The analysis of the relative abundance of the top 30 species of fungal community at the genus level (Fig.4) showed that a small number of fungi had a significant increase in relative abundance during the peak period of watermelon fusarium wilt. Some of these fungi have certain antifungal bioactivity (such as Lysurus)[12], some can significantly promote the growth of plants (such as Cladosporium)[13], and some can degrade the heavy metals in the soil (such as Xanthoria)[14]. Most of fungi had an obvious decrease in relative abundance during the peak period of watermelon fusarium wilt. These fungi are mainly the pathogenic fungi causing plant diseases[15-19]. For example, fusarium is the pathogenic fungi leading to watermelon fusarium wilt. However, Trichoderma is an antagonistic microbe which can decompose organic pollutants, realize biological control and promote the growth of crops[20]. As shown in Fig.4, 27 of the top 30 species of fungal community at the genus level had a significant decrease in the relative abundance during the peak period of watermelon fusarium wilt. The reason is that, according to preliminary analysis, when induced by the rhizosphere exudates of watermelon plants, some pathogenic fungi (such as fusarium) in the soil entered and settled down in the rhizosphere soil of the growing plants, which presented a trend of decrease and then a significant increase in the relevant abundance of the pathogenic fungi during the peak period of disease. But for species which have certain prevention and control effect on watermelon fusarium wilt, such as Trichoderma, there was a continuous decrease in its abundance with the development of the disease.
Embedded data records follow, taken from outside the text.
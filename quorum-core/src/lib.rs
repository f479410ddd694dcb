//! Quorum Core — indicators, classifier, predictor profiles, ensemble combiner.
//!
//! This crate turns a price/volume history into a single trading signal:
//! - Domain types (time series, predictions, combined results)
//! - Indicator library (SMA, EMA, VWMA, RSI, MACD, Bollinger) with NaN warmup
//! - Rule-based classification of the latest indicator readings
//! - Predictor profiles behind one trait, driven by seeded random streams
//! - Confidence-weighted ensemble voting with support/resistance levels
//! - TOML engine configuration and an `Analyzer` that runs the whole pipeline

pub mod analysis;
pub mod classifier;
pub mod config;
pub mod domain;
pub mod ensemble;
pub mod indicators;
pub mod predictor;
pub mod rng;

pub use analysis::{Analysis, AnalysisError, Analyzer};
pub use config::{ConfigError, EngineConfig};

#[cfg(test)]
mod tests {
    use super::*;

    /// Compile-time check: types that cross the rayon pool are Send + Sync.
    #[allow(dead_code)]
    fn assert_send_sync() {
        fn require_send<T: Send>() {}
        fn require_sync<T: Sync>() {}

        // Domain types
        require_send::<domain::TimeSeries>();
        require_sync::<domain::TimeSeries>();
        require_send::<domain::ModelPrediction>();
        require_sync::<domain::ModelPrediction>();
        require_send::<domain::CombinedResult>();
        require_sync::<domain::CombinedResult>();

        // Pipeline stages
        require_send::<predictor::ProfilePredictor>();
        require_sync::<predictor::ProfilePredictor>();
        require_send::<Box<dyn predictor::Predictor>>();
        require_sync::<Box<dyn predictor::Predictor>>();
        require_send::<Box<dyn indicators::Indicator>>();
        require_sync::<Box<dyn indicators::Indicator>>();
        require_send::<ensemble::Combiner>();
        require_sync::<ensemble::Combiner>();
        require_send::<Analyzer>();
        require_sync::<Analyzer>();
    }
}
//! Indicator trait and precomputed indicator values container.
//!
//! Indicators are pure functions: series in, numeric series out. They are
//! computed once per analysis and then read by name and index.

use crate::domain::TimeSeries;
use std::collections::BTreeMap;

/// Trait for indicators.
///
/// Indicators take a full series and produce a numeric output series of the
/// same length. The first `lookback()` values are `f64::NAN` (warmup).
///
/// # Look-ahead guard
/// No output value at index t may depend on data from index t+1 or later.
pub trait Indicator: Send + Sync {
    /// Human-readable name (e.g., "sma_20", "rsi_14").
    fn name(&self) -> &str;

    /// Period the value was computed over, when the indicator has one.
    fn period(&self) -> Option<usize>;

    /// Number of leading entries that are undefined.
    fn lookback(&self) -> usize;

    /// Compute the indicator for the entire series.
    fn compute(&self, series: &TimeSeries) -> Vec<f64>;
}

/// Container for precomputed indicator series, keyed by indicator name.
///
/// Exposes the full historical arrays for callers that backtest, not only the
/// latest bar.
#[derive(Debug, Clone, Default)]
pub struct IndicatorValues {
    series: BTreeMap<String, Vec<f64>>,
}

impl IndicatorValues {
    pub fn new() -> Self {
        Self::default()
    }

    /// Compute every indicator over `series`.
    pub fn compute_all(series: &TimeSeries, indicators: &[Box<dyn Indicator>]) -> Self {
        let mut values = Self::new();
        for indicator in indicators {
            values.insert(indicator.name(), indicator.compute(series));
        }
        values
    }

    /// Insert a named indicator series.
    pub fn insert(&mut self, name: impl Into<String>, values: Vec<f64>) {
        self.series.insert(name.into(), values);
    }

    /// Value at a specific index. NaN entries are returned as-is.
    pub fn get(&self, name: &str, index: usize) -> Option<f64> {
        self.series.get(name).and_then(|v| v.get(index).copied())
    }

    /// Latest defined-or-not value of a named series.
    pub fn latest(&self, name: &str) -> Option<f64> {
        self.series.get(name).and_then(|v| v.last().copied())
    }

    /// Full series for a named indicator.
    pub fn get_series(&self, name: &str) -> Option<&[f64]> {
        self.series.get(name).map(|v| v.as_slice())
    }

    pub fn names(&self) -> impl Iterator<Item = &str> {
        self.series.keys().map(|k| k.as_str())
    }

    pub fn len(&self) -> usize {
        self.series.len()
    }

    pub fn is_empty(&self) -> bool {
        self.series.is_empty()
    }
}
The Shannon index is highly consistent with the disease prevention and control of crops. The higher the Shannon index is, the better the disease prevention and control effect will be[21]. As shown in Table 2 and Table 3, during the peak period of watermelon fusarium wilt, as the Shannon index of the microbial community in rhizosphere soil decreased, the diversity and abundance of the bacteria and fungi in rhizosphere soil also decreased to a certain extent. But with the stabilization of the disease, the diversity and abundance of bacteria and fungi had certain level of recovery. This also indicates that the occurrence of watermelon fusarium wilt is related to the diversity of microbial community. LIU L L et al.[22]expressed that the rhizosphere exudates of watermelon plants may have caused the changes of the microbial community in rhizosphere soil after planting. The findings of recent studies showed that the floristic disorder of the microbial community in rhizosphere soil and the indirect effect of the ecological efficiency of rhizosphere exudates were the major cause of the continuous cropping obstacles of watermelon. It was also found that some species of microbial community, such as Acrophialophora, Monosporascus, Fusarium and other soil-borne pathogens, multiplied quickly under the mediation of specific components of rhizosphere exudates while inhibiting the growth of beneficial microorganisms such as Sphingomonas, Trichoderma and other antagonistic bacteria, which would change the composition and quantity of the rhizosphere exudates of watermelon plants and provide more carbon and energy sources for chemotaxy pathogenic microorganism, forming a vicious circle and causing adverse effects on the growth and development of watermelon plants[23]. However, the real causes to the continuous cropping obstacles and growth problems of watermelon need to be further studied.